WORK REQUIRED
What you need to do is retype every entry exactly as written.

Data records
= Beginning of Section =

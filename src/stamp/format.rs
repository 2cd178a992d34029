//! Brace-style formatting for variable lines and output templates.
//!
//! Build rules pass format strings such as `#define {} "{}"` and templates
//! containing `{vars}` or `{BUILD_USER}`. Only plain field names are
//! supported: `{{`/`}}` escapes, auto-numbered `{}`, explicit `{0}`/`{1}`
//! and named fields. Format specs and conversions are rejected.

use std::collections::BTreeMap;

use crate::stamp::defaults::VARS_PLACEHOLDER;
use crate::stamp::error::StampError;

#[derive(Debug, Clone, PartialEq, Eq)]
enum Segment {
    Literal(String),
    Field(String),
}

fn parse(fmt: &str) -> Result<Vec<Segment>, StampError> {
    let mut out = Vec::new();
    let mut lit = String::new();
    let mut chars = fmt.chars().peekable();
    while let Some(c) = chars.next() {
        match c {
            '{' if chars.peek() == Some(&'{') => {
                chars.next();
                lit.push('{');
            }
            '{' => {
                let mut name = String::new();
                let mut closed = false;
                for n in chars.by_ref() {
                    match n {
                        '}' => {
                            closed = true;
                            break;
                        }
                        '{' => return Err(StampError::UnbalancedBrace('{')),
                        _ => name.push(n),
                    }
                }
                if !closed {
                    return Err(StampError::UnbalancedBrace('{'));
                }
                if name.contains(':') || name.contains('!') {
                    return Err(StampError::UnsupportedSpec(name));
                }
                if !lit.is_empty() {
                    out.push(Segment::Literal(std::mem::take(&mut lit)));
                }
                out.push(Segment::Field(name));
            }
            '}' if chars.peek() == Some(&'}') => {
                chars.next();
                lit.push('}');
            }
            '}' => return Err(StampError::UnbalancedBrace('}')),
            _ => lit.push(c),
        }
    }
    if !lit.is_empty() {
        out.push(Segment::Literal(lit));
    }
    Ok(out)
}

#[derive(Debug, Clone, Copy, PartialEq, Eq)]
enum Slot {
    Key,
    Value,
}

#[derive(Debug, Clone, PartialEq, Eq)]
enum VarPart {
    Literal(String),
    Slot(Slot),
}

/// A pre-parsed two-slot format applied to every `(key, value)` pair.
#[derive(Debug, Clone, PartialEq, Eq)]
pub struct VarFormat {
    source: String,
    parts: Vec<VarPart>,
}

impl VarFormat {
    pub fn parse(fmt: &str) -> Result<Self, StampError> {
        let mut parts = Vec::new();
        let mut auto: Option<usize> = None;
        let mut manual = false;
        for seg in parse(fmt)? {
            let name = match seg {
                Segment::Literal(s) => {
                    parts.push(VarPart::Literal(s));
                    continue;
                }
                Segment::Field(name) => name,
            };
            let idx = match name.as_str() {
                "" => {
                    if manual {
                        return Err(StampError::MixedNumbering);
                    }
                    let next = auto.map_or(0, |i| i + 1);
                    auto = Some(next);
                    next
                }
                "k" => 0,
                "v" => 1,
                digits if digits.bytes().all(|b| b.is_ascii_digit()) => {
                    if auto.is_some() {
                        return Err(StampError::MixedNumbering);
                    }
                    manual = true;
                    digits
                        .parse::<usize>()
                        .map_err(|_| StampError::UnknownPlaceholder(digits.to_string()))?
                }
                other => return Err(StampError::UnknownPlaceholder(other.to_string())),
            };
            let slot = match idx {
                0 => Slot::Key,
                1 => Slot::Value,
                n => return Err(StampError::PositionalOutOfRange(n)),
            };
            parts.push(VarPart::Slot(slot));
        }
        Ok(Self {
            source: fmt.to_string(),
            parts,
        })
    }

    pub fn as_str(&self) -> &str {
        &self.source
    }

    pub fn render(&self, key: &str, value: &str) -> String {
        let mut out = String::with_capacity(self.source.len() + key.len() + value.len());
        for part in &self.parts {
            match part {
                VarPart::Literal(s) => out.push_str(s),
                VarPart::Slot(Slot::Key) => out.push_str(key),
                VarPart::Slot(Slot::Value) => out.push_str(value),
            }
        }
        out
    }
}

/// Joins the formatted lines of `vars` (already key-sorted) with `\n`.
pub fn serialize_vars(format: &VarFormat, vars: &BTreeMap<String, String>) -> String {
    vars.iter()
        .map(|(k, v)| format.render(k, v))
        .collect::<Vec<_>>()
        .join("\n")
}

/// Substitutes `{vars}` with `block` and `{NAME}` with the matching variable.
pub fn render_template(
    template: &str,
    block: &str,
    vars: &BTreeMap<String, String>,
) -> Result<String, StampError> {
    let mut out = String::with_capacity(template.len() + block.len());
    for seg in parse(template)? {
        match seg {
            Segment::Literal(s) => out.push_str(&s),
            Segment::Field(name) if name == VARS_PLACEHOLDER => out.push_str(block),
            Segment::Field(name) => match vars.get(&name) {
                Some(v) => out.push_str(v),
                None => return Err(StampError::UnknownPlaceholder(name)),
            },
        }
    }
    Ok(out)
}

= End of Section =

YOUR RESPONSE
filename src/stamp/format.rs
repository 2cd178a992d34029
//! Brace-style formatting for variable lines and output templates.
//!
//! Build rules pass format strings such as `#define {} "{}"` and templates
//! containing `{vars}` or `{BUILD_USER}`. Only plain field names are
//! supported: `{{`/`}}` escapes, auto-numbered `{}`, explicit `{0}`/`{1}`
//! and named fields. Format specs and conversions are rejected.

use std::collections::BTreeMap;

use crate::stamp::defaults::VARS_PLACEHOLDER;
use crate::stamp::error::StampError;

#[derive(Debug, Clone, PartialEq, Eq)]
enum Segment {
    Literal(String),
    Field(String),
}

fn parse(fmt: &str) -> Result<Vec<Segment>, StampError> {
    let mut out = Vec::new();
    let mut lit = String::new();
    let mut chars = fmt.chars().peekable();
    while let Some(c) = chars.next() {
        match c {
            '{' if chars.peek() == Some(&'{') => {
                chars.next();
                lit.push('{');
            }
            '{' => {
                let mut name = String::new();
                let mut closed = false;
                for n in chars.by_ref() {
                    match n {
                        '}' => {
                            closed = true;
                            break;
                        }
                        '{' => return Err(StampError::UnbalancedBrace('{')),
                        _ => name.push(n),
                    }
                }
                if !closed {
                    return Err(StampError::UnbalancedBrace('{'));
                }
                if name.contains(':') || name.contains('!') {
                    return Err(StampError::UnsupportedSpec(name));
                }
                if !lit.is_empty() {
                    out.push(Segment::Literal(std::mem::take(&mut lit)));
                }
                out.push(Segment::Field(name));
            }
            '}' if chars.peek() == Some(&'}') => {
                chars.next();
                lit.push('}');
            }
            '}' => return Err(StampError::UnbalancedBrace('}')),
            _ => lit.push(c),
        }
    }
    if !lit.is_empty() {
        out.push(Segment::Literal(lit));
    }
    Ok(out)
}

#[derive(Debug, Clone, Copy, PartialEq, Eq)]
enum Slot {
    Key,
    Value,
}

#[derive(Debug, Clone, PartialEq, Eq)]
enum VarPart {
    Literal(String),
    Slot(Slot),
}

/// A pre-parsed two-slot format applied to every `(key, value)` pair.
#[derive(Debug, Clone, PartialEq, Eq)]
pub struct VarFormat {
    source: String,
    parts: Vec<VarPart>,
}

impl VarFormat {
    pub fn parse(fmt: &str) -> Result<Self, StampError> {
        let mut parts = Vec::new();
        let mut auto: Option<usize> = None;
        let mut manual = false;
        for seg in parse(fmt)? {
            let name = match seg {
                Segment::Literal(s) => {
                    parts.push(VarPart::Literal(s));
                    continue;
                }
                Segment::Field(name) => name,
            };
            let idx = match name.as_str() {
                "" => {
                    if manual {
                        return Err(StampError::MixedNumbering);
                    }
                    let next = auto.map_or(0, |i| i + 1);
                    auto = Some(next);
                    next
                }
                "k" => 0,
                "v" => 1,
                digits if digits.bytes().all(|b| b.is_ascii_digit()) => {
                    if auto.is_some() {
                        return Err(StampError::MixedNumbering);
                    }
                    manual = true;
                    digits
                        .parse::<usize>()
                        .map_err(|_| StampError::UnknownPlaceholder(digits.to_string()))?
                }
                other => return Err(StampError::UnknownPlaceholder(other.to_string())),
            };
            let slot = match idx {
                0 => Slot::Key,
                1 => Slot::Value,
                n => return Err(StampError::PositionalOutOfRange(n)),
            };
            parts.push(VarPart::Slot(slot));
        }
        Ok(Self {
            source: fmt.to_string(),
            parts,
        })
    }

    pub fn as_str(&self) -> &str {
        &self.source
    }

    pub fn render(&self, key: &str, value: &str) -> String {
        let mut out = String::with_capacity(self.source.len() + key.len() + value.len());
        for part in &self.parts {
            match part {
                VarPart::Literal(s) => out.push_str(s),
                VarPart::Slot(Slot::Key) => out.push_str(key),
                VarPart::Slot(Slot::Value) => out.push_str(value),
            }
        }
        out
    }
}

/// Joins the formatted lines of `vars` (already key-sorted) with `\n`.
pub fn serialize_vars(format: &VarFormat, vars: &BTreeMap<String, String>) -> String {
    vars.iter()
        .map(|(k, v)| format.render(k, v))
        .collect::<Vec<_>>()
        .join("\n")
}

/// Substitutes `{vars}` with `block` and `{NAME}` with the matching variable.
pub fn render_template(
    template: &str,
    block: &str,
    vars: &BTreeMap<String, String>,
) -> Result<String, StampError> {
    let mut out = String::with_capacity(template.len() + block.len());
    for seg in parse(template)? {
        match seg {
            Segment::Literal(s) => out.push_str(&s),
            Segment::Field(name) if name == VARS_PLACEHOLDER => out.push_str(block),
            Segment::Field(name) => match vars.get(&name) {
                Some(v) => out.push_str(v),
                None => return Err(StampError::UnknownPlaceholder(name)),
            },
        }
    }
    Ok(out)
}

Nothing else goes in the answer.